ADHD and Your Menstrual Cycle

Medically Reviewed by Dan Brennan, MD on July 12, 2022
4 min read

If you have ADHD and menstruate, your cycle can have a big impact on your ADHD symptoms. And ADHD medications can also make it more likely that you’ll have premenstrual syndrome (PMS). But there are things you can do to keep these effects to a minimum.

It’s unclear exactly what causes ADHD. But doctors believe it’s linked to problems with how your body processes certain brain chemicals called neurotransmitters, mainly dopamine and norepinephrine.

You may be getting medical treatment with a stimulant. These medications increase the levels of these neurotransmitters, making it easier for nerve cells in your brain to communicate. That can help relieve ADHD symptoms.

The female sex hormone estrogen also increases the amount of dopamine in your brain. Another female hormone, progesterone, acts on dopamine as well, but research doesn’t fully understand yet just what effect it has.

Estrogen levels rise in the first 2 weeks of the menstrual cycle.
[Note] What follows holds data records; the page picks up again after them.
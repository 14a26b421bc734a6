//! Results history storage.
//!
//! Every completed batch appends one JSONL record per target to a history
//! file under the platform data dir, pruned to the most recent entries so
//! the file never grows without bound.

use anyhow::{Context, Result};
use fanout_engine::{BatchResult, Outcome};
use serde::{Deserialize, Serialize};
use std::fs;
use std::path::PathBuf;

/// One per-target history record.
#[derive(Debug, Clone, Serialize, Deserialize)]
pub struct HistoryEntry {
    /// RFC-3339 batch start time.
    pub timestamp: String,
    /// Groups the entries of one batch invocation.
    pub batch_id: String,
    /// Masked command text.
    pub command: String,
    pub target_id: String,
    pub target_label: String,
    pub outcome: Outcome,
    pub attempt_count: usize,
    pub duration_ms: u64,
    #[serde(skip_serializing_if = "Option::is_none")]
    pub error: Option<String>,
}

/// JSONL-backed history store with a bounded entry count.
pub struct HistoryStore {
    path: PathBuf,
    limit: usize,
}

impl HistoryStore {
    /// Store at the default location: `<data dir>/fanout/batches.jsonl`.
    pub fn open_default(limit: usize) -> Result<Self> {
        let dir = dirs::data_local_dir()
            .unwrap_or_else(|| PathBuf::from("."))
            .join("fanout");
        fs::create_dir_all(&dir)
            .with_context(|| format!("creating history dir {}", dir.display()))?;
        Ok(Self {
            path: dir.join("batches.jsonl"),
            limit,
        })
    }

    /// Store at an explicit path.
    pub fn at(path: PathBuf, limit: usize) -> Self {
        Self { path, limit }
    }

    /// Append one batch's per-target records, pruning the file to the most
    /// recent `limit` entries.
    pub fn record_batch(&self, result: &BatchResult, masked_command: &str) -> Result<()> {
        let batch_id = uuid::Uuid::new_v4().to_string();
        let timestamp = result.started_at.to_rfc3339();

        let mut lines = self.read_lines()?;
        for report in result.entries.values() {
            let entry = HistoryEntry {
                timestamp: timestamp.clone(),
                batch_id: batch_id.clone(),
                command: masked_command.to_string(),
                target_id: report.target.id.to_string(),
                target_label: report.target.label.clone(),
                outcome: report.outcome,
                attempt_count: report.attempt_count(),
                duration_ms: report.duration_ms,
                error: report.last_error().map(str::to_string),
            };
            lines.push(serde_json::to_string(&entry)?);
        }

        if lines.len() > self.limit {
            let drop = lines.len() - self.limit;
            lines.drain(..drop);
        }

        let mut body = lines.join("\n");
        body.push('\n');
        fs::write(&self.path, body)
            .with_context(|| format!("writing history file {}", self.path.display()))?;
        Ok(())
    }

    /// Recent entries, most recent first, optionally filtered by target id.
    pub fn recent(&self, limit: usize, target: Option<&str>) -> Result<Vec<HistoryEntry>> {
        let mut entries: Vec<HistoryEntry> = self
            .read_lines()?
            .iter()
            .filter_map(|line| serde_json::from_str(line).ok())
            .collect();

        if let Some(target_id) = target {
            entries.retain(|e| e.target_id == target_id);
        }

        entries.reverse();
        entries.truncate(limit);
        Ok(entries)
    }

    fn read_lines(&self) -> Result<Vec<String>> {
        if !self.path.exists() {
            return Ok(Vec::new());
        }
        let content = fs::read_to_string(&self.path)
            .with_context(|| format!("reading history file {}", self.path.display()))?;
        Ok(content
            .lines()
            .filter(|l| !l.trim().is_empty())
            .map(str::to_string)
            .collect())
    }
}

#[cfg(test)]
mod tests {
    use super::*;
    use chrono::Utc;
    use fanout_common::types::Target;
    use fanout_engine::{AttemptRecord, RawOutcome, TargetReport};

    fn result_of(ids: &[(&str, Outcome)]) -> BatchResult {
        let mut result = BatchResult {
            entries: Default::default(),
            started_at: Utc::now(),
            duration_ms: 100,
        };
        for (id, outcome) in ids {
            let target = Target::new(*id, format!("label-{}", id));
            let attempts = if *outcome == Outcome::Success {
                Vec::new()
            } else {
                vec![AttemptRecord {
                    attempt: 0,
                    started_at: Utc::now(),
                    finished_at: Utc::now(),
                    wait_before_ms: 0,
                    raw: RawOutcome::Failed {
                        reason: "boom".to_string(),
                    },
                    kind: None,
                    output: String::new(),
                    error: "boom".to_string(),
                }]
            };
            result.entries.insert(
                target.id.clone(),
                TargetReport {
                    target,
                    outcome: *outcome,
                    cancelled: false,
                    attempts,
                    duration_ms: 5,
                },
            );
        }
        result
    }

    fn store(limit: usize) -> (tempfile::TempDir, HistoryStore) {
        let dir = tempfile::tempdir().unwrap();
        let store = HistoryStore::at(dir.path().join("batches.jsonl"), limit);
        (dir, store)
    }

    #[test]
    fn test_record_and_read_back() {
        let (_dir, store) = store(100);
        let result = result_of(&[("i-1", Outcome::Success), ("i-2", Outcome::Failure)]);
        store.record_batch(&result, "uptime").unwrap();

        let entries = store.recent(10, None).unwrap();
        assert_eq!(entries.len(), 2);
        assert!(entries.iter().all(|e| e.command == "uptime"));
        assert!(entries.iter().any(|e| e.outcome == Outcome::Failure));
        // One batch id for all entries of the batch.
        assert_eq!(entries[0].batch_id, entries[1].batch_id);
    }

    #[test]
    fn test_prunes_to_limit() {
        let (_dir, store) = store(5);
        for i in 0..4 {
            let result = result_of(&[
                (format!("i-{}a", i).as_str(), Outcome::Success),
                (format!("i-{}b", i).as_str(), Outcome::Success),
            ]);
            store.record_batch(&result, "uptime").unwrap();
        }

        let entries = store.recent(100, None).unwrap();
        assert_eq!(entries.len(), 5);
        // The newest batch survives in full.
        assert!(entries.iter().any(|e| e.target_id == "i-3b"));
        // The oldest entries were pruned.
        assert!(!entries.iter().any(|e| e.target_id == "i-0a"));
    }

    #[test]
    fn test_filter_by_target() {
        let (_dir, store) = store(100);
        store
            .record_batch(
                &result_of(&[("i-1", Outcome::Success), ("i-2", Outcome::Timeout)]),
                "uptime",
            )
            .unwrap();

        let entries = store.recent(10, Some("i-2")).unwrap();
        assert_eq!(entries.len(), 1);
        assert_eq!(entries[0].target_id, "i-2");
        assert_eq!(entries[0].outcome, Outcome::Timeout);
    }

    #[test]
    fn test_missing_file_reads_empty() {
        let (_dir, store) = store(100);
        assert!(store.recent(10, None).unwrap().is_empty());
    }

    #[test]
    fn test_failure_entries_carry_error_text() {
        let (_dir, store) = store(100);
        store
            .record_batch(&result_of(&[("i-1", Outcome::Failure)]), "deploy")
            .unwrap();
        let entries = store.recent(10, None).unwrap();
        assert_eq!(entries[0].error.as_deref(), Some("boom"));
    }
}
After ovulation, estrogen levels drop and progesterone levels rise. Both hormones are at their lowest levels in the days right before your period. That may also cause a drop in dopamine.

For some women, that can mean a double whammy of worsening ADHD symptoms and PMS.

Some women say their ADHD seems worse in the later part of their menstrual cycle. Their symptoms may flare and their medications don’t work as well. One study found that when estrogen levels are low, ADHD symptoms increase, though it didn’t find an explanation for that relationship.

There’s some scientific evidence that stimulants have a greater effect when combined with estrogen. As those levels drop in the days leading up to your period, you may see your symptoms get worse.

Girls and women are more likely to have the form of ADHD called predominantly inattentive, with problems related to focus and concentration rather than behavior and impulse control. You may notice that you:

  • Have trouble paying attention
  • Can’t stick to a task
  • Have trouble with relationships
  • Can’t control emotions
  • Find it hard to get organized
  • Lose or forget things

Depression and anxiety are also more likely to go along with the disorder in girls and women.

Some of these symptoms mirror those of premenstrual syndrome, which can come on when estrogen and progesterone levels drop right before your period. Whether or not they have ADHD, many women have emotional and behavior symptoms including:

  • Anxiety
  • Crankiness
  • Depression
  • Sleep problems
  • Trouble concentrating

The connection between ADHD and the menstrual cycle may also work the other way. The medication you take to control your ADHD symptoms could have an effect on your period.

  • Atomoxetine (Strattera) is a nonstimulant medicine called an SNRI. Its side effects can include heavy, irregular, or painful periods. Those may go away after your body has gotten used to it.
  • The stimulant medicine dextroamphetamine and amphetamine (Adderall, Mydayis) lists painful menstrual cramps as a possible side effect.
  • Methylphenidate (Ritalin) is another stimulant. It might cause heavier menstrual bleeding. Some research has found evidence that methylphenidate use might lead to potential fertility problems. But those studies were done on animals, not people. We need more large studies that look at human data to be sure.

Understanding what’s happening in your body can help you manage when ADHD symptoms spike. Get started by keeping track of how you feel day-to-day for a few months so you can see if there’s a pattern.

Also, talk to your doctor about whether your medication should be adjusted.

There are other adjustments you can do to make life during your cycle a little easier:

Plan ahead with work and other commitments. If you have a project or presentation happening right before your period, try to start working on it early.

Make sure to get enough sleep. This can be a challenge, because PMS can affect your sleep patterns. It may make it hard for you to get to sleep, so you’re tired during the day. Tiredness and low mood could make you sleep more than you usually do (hypersomnia). Practicing good sleep hygiene can help:

  • Go to bed and get up at the same time each day.
  • Keep electronic devices such as phones and tablets out of your bedroom.
  • Stay away from alcohol and heavy meals before bedtime.

Eat right. A balanced diet goes a long way toward making you feel more like yourself, and can lessen some ADHD symptoms too. Be sure to get plenty of fruits and veggies, especially leafy greens. These may help with both issues of inattention related to ADHD and feelings of tiredness that come with PMS.

Get Moving. We need more studies to be sure, but some studies have found that cardio exercise can help ease the emotional and physical symptoms of PMS. Exercise has been shown to help ease ADHD symptoms in kids. There hasn’t been enough research on adults, but early studies do show some promise.

Avoid stress.Stress can make both your PMS and your ADHD symptoms worse. Stress has an especially strong effect on symptoms for those who have the inattentive form of ADHD, which is the type many people who menstruate have. Taking time to practice self-care, such as mindfulness exercises, deep breathing, or yoga can help head off stress so you can function better.